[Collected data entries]
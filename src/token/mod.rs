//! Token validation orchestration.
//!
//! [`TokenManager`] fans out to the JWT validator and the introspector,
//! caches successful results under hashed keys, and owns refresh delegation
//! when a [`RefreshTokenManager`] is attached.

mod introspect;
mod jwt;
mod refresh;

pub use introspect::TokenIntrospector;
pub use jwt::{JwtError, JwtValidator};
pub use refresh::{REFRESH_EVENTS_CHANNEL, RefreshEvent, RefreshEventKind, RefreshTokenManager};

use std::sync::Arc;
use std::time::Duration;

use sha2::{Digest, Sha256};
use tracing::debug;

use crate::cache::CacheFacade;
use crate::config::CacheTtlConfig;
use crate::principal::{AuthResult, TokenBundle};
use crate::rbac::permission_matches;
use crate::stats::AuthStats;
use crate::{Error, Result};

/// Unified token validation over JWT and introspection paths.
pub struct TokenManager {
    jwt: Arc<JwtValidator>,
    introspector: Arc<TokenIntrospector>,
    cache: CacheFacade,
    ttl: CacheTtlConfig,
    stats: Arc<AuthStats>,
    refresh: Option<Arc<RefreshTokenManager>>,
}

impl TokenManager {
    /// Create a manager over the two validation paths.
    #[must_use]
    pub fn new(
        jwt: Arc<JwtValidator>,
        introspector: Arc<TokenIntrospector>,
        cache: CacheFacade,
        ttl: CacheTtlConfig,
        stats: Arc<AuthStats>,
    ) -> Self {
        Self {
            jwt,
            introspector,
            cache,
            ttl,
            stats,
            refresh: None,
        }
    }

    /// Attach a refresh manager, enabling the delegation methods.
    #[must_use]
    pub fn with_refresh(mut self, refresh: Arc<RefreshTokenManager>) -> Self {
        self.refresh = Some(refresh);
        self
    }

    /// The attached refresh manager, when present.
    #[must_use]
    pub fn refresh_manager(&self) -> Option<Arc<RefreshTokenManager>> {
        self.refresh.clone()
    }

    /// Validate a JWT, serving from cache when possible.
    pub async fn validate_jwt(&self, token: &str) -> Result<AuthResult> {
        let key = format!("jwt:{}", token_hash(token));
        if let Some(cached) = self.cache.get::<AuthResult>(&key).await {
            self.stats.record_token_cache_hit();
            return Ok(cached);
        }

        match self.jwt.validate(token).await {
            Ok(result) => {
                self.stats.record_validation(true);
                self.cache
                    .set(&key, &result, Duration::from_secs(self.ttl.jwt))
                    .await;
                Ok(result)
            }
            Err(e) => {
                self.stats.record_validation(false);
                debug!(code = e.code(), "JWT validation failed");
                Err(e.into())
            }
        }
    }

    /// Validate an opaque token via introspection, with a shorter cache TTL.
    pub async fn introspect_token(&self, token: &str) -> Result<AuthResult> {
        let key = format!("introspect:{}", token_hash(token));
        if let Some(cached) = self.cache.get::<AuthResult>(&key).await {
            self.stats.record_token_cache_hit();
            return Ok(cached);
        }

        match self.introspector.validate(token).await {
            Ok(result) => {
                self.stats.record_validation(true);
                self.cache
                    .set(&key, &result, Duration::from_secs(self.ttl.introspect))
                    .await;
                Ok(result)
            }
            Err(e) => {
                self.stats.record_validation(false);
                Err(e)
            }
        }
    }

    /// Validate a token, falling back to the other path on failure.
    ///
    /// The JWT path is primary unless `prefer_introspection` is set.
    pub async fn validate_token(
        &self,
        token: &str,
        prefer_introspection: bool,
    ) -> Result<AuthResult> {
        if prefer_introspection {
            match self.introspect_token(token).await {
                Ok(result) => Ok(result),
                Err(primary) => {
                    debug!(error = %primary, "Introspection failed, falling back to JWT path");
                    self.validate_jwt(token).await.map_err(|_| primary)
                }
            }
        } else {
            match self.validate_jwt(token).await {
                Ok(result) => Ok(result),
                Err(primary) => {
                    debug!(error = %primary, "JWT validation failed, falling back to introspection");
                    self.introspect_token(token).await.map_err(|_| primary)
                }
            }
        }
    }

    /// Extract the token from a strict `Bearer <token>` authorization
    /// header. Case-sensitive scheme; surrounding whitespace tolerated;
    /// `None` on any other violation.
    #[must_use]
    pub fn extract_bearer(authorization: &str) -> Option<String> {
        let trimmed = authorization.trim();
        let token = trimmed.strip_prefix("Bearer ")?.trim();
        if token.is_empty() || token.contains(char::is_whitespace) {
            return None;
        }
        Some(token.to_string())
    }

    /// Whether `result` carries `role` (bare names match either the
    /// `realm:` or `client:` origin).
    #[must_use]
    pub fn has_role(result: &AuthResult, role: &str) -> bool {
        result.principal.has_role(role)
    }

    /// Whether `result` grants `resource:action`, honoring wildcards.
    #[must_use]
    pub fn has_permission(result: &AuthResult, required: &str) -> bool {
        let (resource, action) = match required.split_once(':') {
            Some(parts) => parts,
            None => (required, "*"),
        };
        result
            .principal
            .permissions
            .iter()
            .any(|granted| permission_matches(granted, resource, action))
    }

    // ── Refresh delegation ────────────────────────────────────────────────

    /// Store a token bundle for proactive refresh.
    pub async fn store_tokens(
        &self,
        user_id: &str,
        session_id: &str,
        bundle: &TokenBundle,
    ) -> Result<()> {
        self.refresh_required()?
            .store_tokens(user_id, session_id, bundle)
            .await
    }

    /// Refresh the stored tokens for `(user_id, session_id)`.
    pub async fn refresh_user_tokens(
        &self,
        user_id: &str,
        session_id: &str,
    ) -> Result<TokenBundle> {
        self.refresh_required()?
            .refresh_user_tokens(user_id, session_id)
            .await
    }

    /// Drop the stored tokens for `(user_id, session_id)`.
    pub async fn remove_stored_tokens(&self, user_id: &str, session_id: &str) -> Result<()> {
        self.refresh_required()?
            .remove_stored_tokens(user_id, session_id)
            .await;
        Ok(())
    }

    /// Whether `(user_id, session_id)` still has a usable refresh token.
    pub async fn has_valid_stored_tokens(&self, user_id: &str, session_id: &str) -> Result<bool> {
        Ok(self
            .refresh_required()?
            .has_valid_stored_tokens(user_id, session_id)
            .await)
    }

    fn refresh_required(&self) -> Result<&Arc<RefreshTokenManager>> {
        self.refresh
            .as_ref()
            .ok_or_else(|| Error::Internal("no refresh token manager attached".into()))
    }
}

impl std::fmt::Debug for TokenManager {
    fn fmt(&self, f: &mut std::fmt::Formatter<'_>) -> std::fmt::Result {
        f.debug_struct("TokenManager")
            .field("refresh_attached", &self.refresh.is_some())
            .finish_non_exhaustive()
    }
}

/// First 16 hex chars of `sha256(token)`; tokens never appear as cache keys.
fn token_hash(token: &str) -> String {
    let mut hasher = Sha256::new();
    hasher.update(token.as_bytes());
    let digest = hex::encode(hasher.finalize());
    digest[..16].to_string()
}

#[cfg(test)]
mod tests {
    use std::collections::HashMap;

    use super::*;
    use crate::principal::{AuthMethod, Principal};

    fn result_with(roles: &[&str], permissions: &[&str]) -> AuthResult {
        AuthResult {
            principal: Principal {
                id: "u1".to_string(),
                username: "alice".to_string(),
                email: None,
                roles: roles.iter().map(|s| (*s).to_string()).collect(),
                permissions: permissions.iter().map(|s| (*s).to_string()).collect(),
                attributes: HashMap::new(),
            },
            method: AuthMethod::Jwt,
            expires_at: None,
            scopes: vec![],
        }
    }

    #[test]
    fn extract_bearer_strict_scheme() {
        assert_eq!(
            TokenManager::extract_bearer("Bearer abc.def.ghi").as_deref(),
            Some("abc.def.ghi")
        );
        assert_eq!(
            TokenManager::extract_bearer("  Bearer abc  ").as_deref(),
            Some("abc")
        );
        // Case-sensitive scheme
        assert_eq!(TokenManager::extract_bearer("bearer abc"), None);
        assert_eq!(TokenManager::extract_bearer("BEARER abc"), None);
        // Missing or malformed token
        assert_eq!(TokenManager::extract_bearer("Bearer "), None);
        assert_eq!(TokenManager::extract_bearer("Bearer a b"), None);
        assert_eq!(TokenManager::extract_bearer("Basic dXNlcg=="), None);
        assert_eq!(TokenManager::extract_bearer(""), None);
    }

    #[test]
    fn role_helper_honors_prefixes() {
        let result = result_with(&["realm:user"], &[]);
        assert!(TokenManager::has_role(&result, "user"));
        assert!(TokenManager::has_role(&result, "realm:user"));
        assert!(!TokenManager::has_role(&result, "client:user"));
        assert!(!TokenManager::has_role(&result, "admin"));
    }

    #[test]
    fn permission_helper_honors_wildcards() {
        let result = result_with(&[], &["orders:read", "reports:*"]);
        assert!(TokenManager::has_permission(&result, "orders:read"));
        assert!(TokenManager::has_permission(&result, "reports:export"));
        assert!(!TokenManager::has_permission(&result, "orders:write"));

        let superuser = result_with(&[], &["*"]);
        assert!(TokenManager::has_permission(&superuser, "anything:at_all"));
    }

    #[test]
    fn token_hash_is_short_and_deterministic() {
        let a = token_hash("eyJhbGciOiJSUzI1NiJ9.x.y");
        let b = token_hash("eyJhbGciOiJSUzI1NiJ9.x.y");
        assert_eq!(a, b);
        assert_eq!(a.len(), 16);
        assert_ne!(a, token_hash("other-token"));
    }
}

• Exercise details: Determine the number of lines in the records that contain the word "async", and provide that number alone.

• Task output: 7